A ticket is an entry in a queue issued to a customer when they join. It is the core unit of the queue system — everything from the display screen to the desk interface revolves around tickets.

  • Ticket number — a sequential integer visible to the customer, displayed on the kiosk receipt, shown on the display screen, and visible in the desk waiting list. Numbers are scoped to a queue and increment monotonically — they never reset.
  • Ticket hash — a 22-character random string with 128 bits of entropy. This hash is the customer’s anonymous bearer credential (see below).
  • State — one of five values (see below).
  • Queue — the queue the ticket belongs to.
  • Timestamps — when the ticket was created, called, completed, etc.

A ticket moves through the following states during its lifecycle:

StateMeaning
WAITINGThe customer is in the queue, waiting to be called.
CALLEDA desk has called this ticket; the customer should approach the counter.
COMPLETEDThe desk marked the service as done. Terminal state.
SKIPPEDThe desk skipped this ticket (customer didn’t respond). Terminal state.
CANCELEDThe customer cancelled their own place in the queue. Terminal state.
WAITING → CALLED → COMPLETED
↘ SKIPPED
WAITING → CANCELED (customer-initiated)
CALLED → CANCELED (customer-initiated)

Skipped and cancelled tickets are not re-queued automatically. If a customer wants to queue again after being skipped or cancelling, they must join the queue again.

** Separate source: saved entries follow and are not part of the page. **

//! # 颜色与线性色图
//!
//! 元素分布图按顺序循环使用 15 种命名颜色。每种颜色有两种色图：
//! - 单图 (`Individual`): 黑色 → 颜色
//! - 叠加 (`Overlay`): 透明 → 颜色
//!
//! ## 依赖关系
//! - 被 `overlay/compose.rs` 使用
//! - 无外部模块依赖

use crate::error::{Cv4emError, Result};

use std::fmt;

/// 8 位 RGB 颜色
#[derive(Debug, Clone, Copy, PartialEq, Eq)]
pub struct Rgb(pub u8, pub u8, pub u8);

impl Rgb {
    /// 按 `[0, 1]` 分量缩放
    pub fn scaled(self, t: f32) -> [f32; 3] {
        [
            self.0 as f32 / 255.0 * t,
            self.1 as f32 / 255.0 * t,
            self.2 as f32 / 255.0 * t,
        ]
    }
}

/// 命名颜色，顺序即循环顺序
pub const NAMED_COLORS: [(&str, Rgb); 15] = [
    ("blue", Rgb(0, 0, 255)),
    ("green", Rgb(0, 128, 0)),
    ("red", Rgb(255, 0, 0)),
    ("cyan", Rgb(0, 255, 255)),
    ("magenta", Rgb(255, 0, 255)),
    ("yellow", Rgb(255, 255, 0)),
    ("white", Rgb(255, 255, 255)),
    ("navy", Rgb(0, 0, 128)),
    ("teal", Rgb(0, 128, 128)),
    ("maroon", Rgb(128, 0, 0)),
    ("olive", Rgb(128, 128, 0)),
    ("purple", Rgb(128, 0, 128)),
    ("gold", Rgb(255, 215, 0)),
    ("brown", Rgb(165, 42, 42)),
    ("pink", Rgb(255, 192, 203)),
];

/// 第 `index` 张图使用的颜色名
pub fn cycle_color(index: usize) -> &'static str {
    NAMED_COLORS[index % NAMED_COLORS.len()].0
}

pub fn named_color(name: &str) -> Result<Rgb> {
    NAMED_COLORS
        .iter()
        .find(|(n, _)| n.eq_ignore_ascii_case(name))
        .map(|(_, c)| *c)
        .ok_or_else(|| Cv4emError::key_not_found("color", name))
}

#[derive(Debug, Clone, Copy, PartialEq, Eq)]
pub enum ColormapKind {
    Individual,
    Overlay,
}

/// 单色线性色图
#[derive(Debug, Clone)]
pub struct Colormap {
    pub name: String,
    pub color: Rgb,
    pub kind: ColormapKind,
}

impl Colormap {
    pub fn new(name: &str, kind: ColormapKind) -> Result<Self> {
        Ok(Colormap {
            name: name.to_string(),
            color: named_color(name)?,
            kind,
        })
    }

    /// 归一化强度 `t` 对应的 RGBA（分量均在 `[0, 1]`）
    pub fn rgba(&self, t: f32) -> [f32; 4] {
        let t = t.clamp(0.0, 1.0);
        match self.kind {
            ColormapKind::Individual => {
                let [r, g, b] = self.color.scaled(t);
                [r, g, b, 1.0]
            }
            ColormapKind::Overlay => {
                let [r, g, b] = self.color.scaled(1.0);
                [r, g, b, t]
            }
        }
    }
}

impl fmt::Display for Colormap {
    fn fmt(&self, f: &mut fmt::Formatter<'_>) -> fmt::Result {
        write!(f, "{}", self.name)
    }
}
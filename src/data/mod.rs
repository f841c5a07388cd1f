//! Dataset provider
//!
//! Resolves a feature matrix and label vector from a CSV file when one exists,
//! otherwise from the bundled digits dataset.

pub mod digits;

use crate::error::{PipelineError, Result};
use ndarray::{s, Array1, Array2};
use polars::prelude::*;
use std::fmt;
use std::path::{Path, PathBuf};
use tracing::info;

/// Where a dataset came from
#[derive(Debug, Clone, PartialEq, Eq)]
pub enum DatasetSource {
    /// Parsed from a CSV file
    Csv(PathBuf),
    /// The bundled UCI digits, see [`digits::load_digits`]
    BuiltinDigits,
}

impl fmt::Display for DatasetSource {
    fn fmt(&self, f: &mut fmt::Formatter<'_>) -> fmt::Result {
        match self {
            DatasetSource::Csv(path) => write!(f, "{}", path.display()),
            DatasetSource::BuiltinDigits => f.write_str("builtin:digits"),
        }
    }
}

/// Feature matrix plus one integer class label per row
#[derive(Debug, Clone)]
pub struct Dataset {
    pub features: Array2<f64>,
    pub labels: Array1<usize>,
    pub feature_names: Vec<String>,
    pub source: DatasetSource,
}

impl Dataset {
    /// Build a dataset, checking that every row has a label
    pub fn new(
        features: Array2<f64>,
        labels: Array1<usize>,
        feature_names: Vec<String>,
        source: DatasetSource,
    ) -> Result<Self> {
        if features.nrows() != labels.len() {
            return Err(PipelineError::ShapeMismatch {
                expected: format!("{} labels", features.nrows()),
                actual: format!("{} labels", labels.len()),
            });
        }
        if feature_names.len() != features.ncols() {
            return Err(PipelineError::ShapeMismatch {
                expected: format!("{} feature names", features.ncols()),
                actual: format!("{} feature names", feature_names.len()),
            });
        }
        Ok(Self { features, labels, feature_names, source })
    }

    pub fn n_samples(&self) -> usize {
        self.features.nrows()
    }

    pub fn n_features(&self) -> usize {
        self.features.ncols()
    }

    /// Number of distinct labels
    pub fn n_classes(&self) -> usize {
        let mut labels = self.labels.to_vec();
        labels.sort_unstable();
        labels.dedup();
        labels.len()
    }

    /// Keep only the first `n` rows
    pub fn truncate(mut self, n: usize) -> Self {
        let n = n.min(self.n_samples());
        self.features = self.features.slice(s![..n, ..]).to_owned();
        self.labels = self.labels.slice(s![..n]).to_owned();
        self
    }

    /// Convert to a DataFrame with the label column last
    pub fn to_dataframe(&self, target_column: &str) -> Result<DataFrame> {
        let mut columns: Vec<Column> = self
            .feature_names
            .iter()
            .enumerate()
            .map(|(j, name)| Series::new(name.as_str().into(), self.features.column(j).to_vec()).into())
            .collect();

        let targets: Vec<i64> = self.labels.iter().map(|&l| l as i64).collect();
        columns.push(Series::new(target_column.into(), targets).into());

        Ok(DataFrame::new(columns)?)
    }

    /// Write the dataset as CSV, creating parent directories as needed
    pub fn write_csv(&self, path: impl AsRef<Path>, target_column: &str) -> Result<()> {
        let path = path.as_ref();
        if let Some(parent) = path.parent().filter(|p| !p.as_os_str().is_empty()) {
            std::fs::create_dir_all(parent)?;
        }

        let mut df = self.to_dataframe(target_column)?;
        let mut file = std::fs::File::create(path)?;
        CsvWriter::new(&mut file).include_header(true).finish(&mut df)?;

        info!(
            path = %path.display(),
            rows = df.height(),
            columns = df.width(),
            "Dataset written"
        );
        Ok(())
    }
}

/// Fallback used when no CSV file is present
#[derive(Debug, Clone, Copy, PartialEq, Eq)]
pub enum Fallback {
    Digits,
}

/// Resolves the training dataset
#[derive(Debug, Clone)]
pub struct DatasetProvider {
    path: PathBuf,
    target_column: String,
    fallback: Option<Fallback>,
}

impl DatasetProvider {
    /// Provider reading `path`, falling back to the bundled digits
    pub fn new(path: impl Into<PathBuf>, target_column: impl Into<String>) -> Self {
        Self {
            path: path.into(),
            target_column: target_column.into(),
            fallback: Some(Fallback::Digits),
        }
    }

    /// Disable the fallback so a missing file is an error
    pub fn without_fallback(mut self) -> Self {
        self.fallback = None;
        self
    }

    /// Load the dataset; re-reads the file or re-parses the bundled rows on every call
    pub fn load(&self) -> Result<Dataset> {
        if self.path.is_file() {
            let ds = load_csv(&self.path, &self.target_column)?;
            info!(
                path = %self.path.display(),
                samples = ds.n_samples(),
                features = ds.n_features(),
                "Loaded dataset from CSV"
            );
            return Ok(ds);
        }

        match self.fallback {
            Some(Fallback::Digits) => {
                let ds = digits::load_digits()?;
                info!(
                    missing_path = %self.path.display(),
                    samples = ds.n_samples(),
                    features = ds.n_features(),
                    "CSV not found, using bundled digits dataset"
                );
                Ok(ds)
            }
            None => Err(PipelineError::NoExternalData),
        }
    }
}

/// Read a CSV file into a dataset
pub fn load_csv(path: &Path, target_column: &str) -> Result<Dataset> {
    let df = CsvReadOptions::default()
        .with_has_header(true)
        .with_infer_schema_length(Some(1000))
        .try_into_reader_with_file_path(Some(path.to_path_buf()))?
        .finish()?;

    dataframe_to_dataset(&df, target_column, DatasetSource::Csv(path.to_path_buf()))
}

/// Split a DataFrame into features and labels.
///
/// The label column is `target_column` when present, otherwise the last column.
/// All remaining columns, in file order, become features.
pub fn dataframe_to_dataset(df: &DataFrame, target_column: &str, source: DatasetSource) -> Result<Dataset> {
    let names: Vec<String> = df.get_column_names().iter().map(|s| s.to_string()).collect();
    if names.len() < 2 {
        return Err(PipelineError::Data(format!(
            "need at least one feature column and one label column, found {} columns",
            names.len()
        )));
    }
    if df.height() == 0 {
        return Err(PipelineError::Data("dataset has no rows".to_string()));
    }

    let label_name = if names.iter().any(|n| n == target_column) {
        target_column.to_string()
    } else {
        names[names.len() - 1].clone()
    };
    let feature_names: Vec<String> = names.into_iter().filter(|n| *n != label_name).collect();

    let mut features = Array2::<f64>::zeros((df.height(), feature_names.len()));
    for (j, name) in feature_names.iter().enumerate() {
        let values = numeric_column(df, name)?;
        for (i, v) in values.into_iter().enumerate() {
            features[[i, j]] = v;
        }
    }

    let labels = numeric_column(df, &label_name)?
        .into_iter()
        .enumerate()
        .map(|(row, v)| {
            if v.is_finite() && v >= 0.0 && v.fract() == 0.0 {
                Ok(v as usize)
            } else {
                Err(PipelineError::Data(format!(
                    "label column '{}' row {} is not a non-negative integer: {}",
                    label_name, row, v
                )))
            }
        })
        .collect::<Result<Vec<usize>>>()?;

    Dataset::new(features, Array1::from_vec(labels), feature_names, source)
}

fn numeric_column(df: &DataFrame, name: &str) -> Result<Vec<f64>> {
    let series = df
        .column(name)?
        .as_materialized_series()
        .cast(&DataType::Float64)?;

    series
        .f64()?
        .into_iter()
        .enumerate()
        .map(|(row, v)| {
            v.ok_or_else(|| {
                PipelineError::Data(format!("column '{}' row {} is missing or not numeric", name, row))
            })
        })
        .collect()
}

#[cfg(test)]
mod tests {
    use super::*;
    use std::io::Write;

    fn write_file(dir: &Path, name: &str, contents: &str) -> PathBuf {
        let path = dir.join(name);
        let mut file = std::fs::File::create(&path).unwrap();
        file.write_all(contents.as_bytes()).unwrap();
        path
    }

    #[test]
    fn test_named_target_column() {
        let dir = tempfile::tempdir().unwrap();
        let path = write_file(dir.path(), "data.csv", "a,target,b\n1,0,2\n3,1,4\n5,2,6\n");

        let ds = DatasetProvider::new(&path, "target").load().unwrap();
        assert_eq!(ds.feature_names, vec!["a", "b"]);
        assert_eq!(ds.features.row(1).to_vec(), vec![3.0, 4.0]);
        assert_eq!(ds.labels.to_vec(), vec![0, 1, 2]);
        assert_eq!(ds.source, DatasetSource::Csv(path));
    }

    #[test]
    fn test_last_column_is_label_without_target() {
        let dir = tempfile::tempdir().unwrap();
        let path = write_file(dir.path(), "data.csv", "x,y,class\n0.5,1.5,1\n2.5,3.5,0\n");

        let ds = DatasetProvider::new(&path, "target").load().unwrap();
        assert_eq!(ds.feature_names, vec!["x", "y"]);
        assert_eq!(ds.labels.to_vec(), vec![1, 0]);
        assert_eq!(ds.n_features(), 2);
    }

    #[test]
    fn test_fallback_to_digits() {
        let dir = tempfile::tempdir().unwrap();
        let ds = DatasetProvider::new(dir.path().join("missing.csv"), "target").load().unwrap();
        assert_eq!(ds.source, DatasetSource::BuiltinDigits);
        assert_eq!(ds.source.to_string(), "builtin:digits");
        assert_eq!(ds.n_features(), 64);
    }

    #[test]
    fn test_no_fallback_fails() {
        let dir = tempfile::tempdir().unwrap();
        let err = DatasetProvider::new(dir.path().join("missing.csv"), "target")
            .without_fallback()
            .load()
            .unwrap_err();
        assert!(matches!(err, PipelineError::NoExternalData));
    }

    #[test]
    fn test_fractional_label_rejected() {
        let dir = tempfile::tempdir().unwrap();
        let path = write_file(dir.path(), "data.csv", "a,target\n1,0.5\n");
        let err = load_csv(&path, "target").unwrap_err();
        assert!(matches!(err, PipelineError::Data(_)));
    }

    #[test]
    fn test_csv_written_by_dataset_reads_back() {
        let dir = tempfile::tempdir().unwrap();
        let path = dir.path().join("nested").join("raw_dataset.csv");

        let original = digits::load_digits().unwrap().truncate(25);
        original.write_csv(&path, "target").unwrap();

        let loaded = DatasetProvider::new(&path, "target").load().unwrap();
        assert_eq!(loaded.n_samples(), 25);
        assert_eq!(loaded.feature_names, original.feature_names);
        assert_eq!(loaded.features, original.features);
        assert_eq!(loaded.labels, original.labels);
    }

    #[test]
    fn test_truncate() {
        let ds = digits::load_digits().unwrap().truncate(500);
        assert_eq!(ds.n_samples(), 500);
        assert_eq!(ds.labels.len(), 500);
        assert_eq!(ds.n_classes(), 10);
    }
}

Customers are anonymous — there is no login or account required to join a queue. Instead, the 22-character ticket hash serves as the customer’s proof of ownership. It is embedded in the ticket page URL:

https://customer.jonot.io/{org}/{location}/{queue}/{ticket-hash}

Knowing the hash proves you own that ticket. The API uses the hash to authorise:

  • ticketByHash — look up your ticket and position
  • cancelTicket — cancel your own ticket

This design is intentional: it removes all friction from joining a queue. No account, no app, no password — just a URL.

The hash has 128 bits of entropy (equivalent to a UUID v4), making it computationally infeasible to guess another customer’s ticket hash.

  1. Customer joins via QR code or kiosk → ticket issued in WAITING state.
  2. Customer opens the ticket page → sees their position in the queue in real time.
  3. When the desk calls their number, the ticket moves to CALLED → the customer’s page updates immediately.
  4. Customer approaches the counter. After service, the desk marks it COMPLETED.
  5. If the customer doesn’t respond, the desk can SKIP → ticket moves to SKIPPED and the queue advances.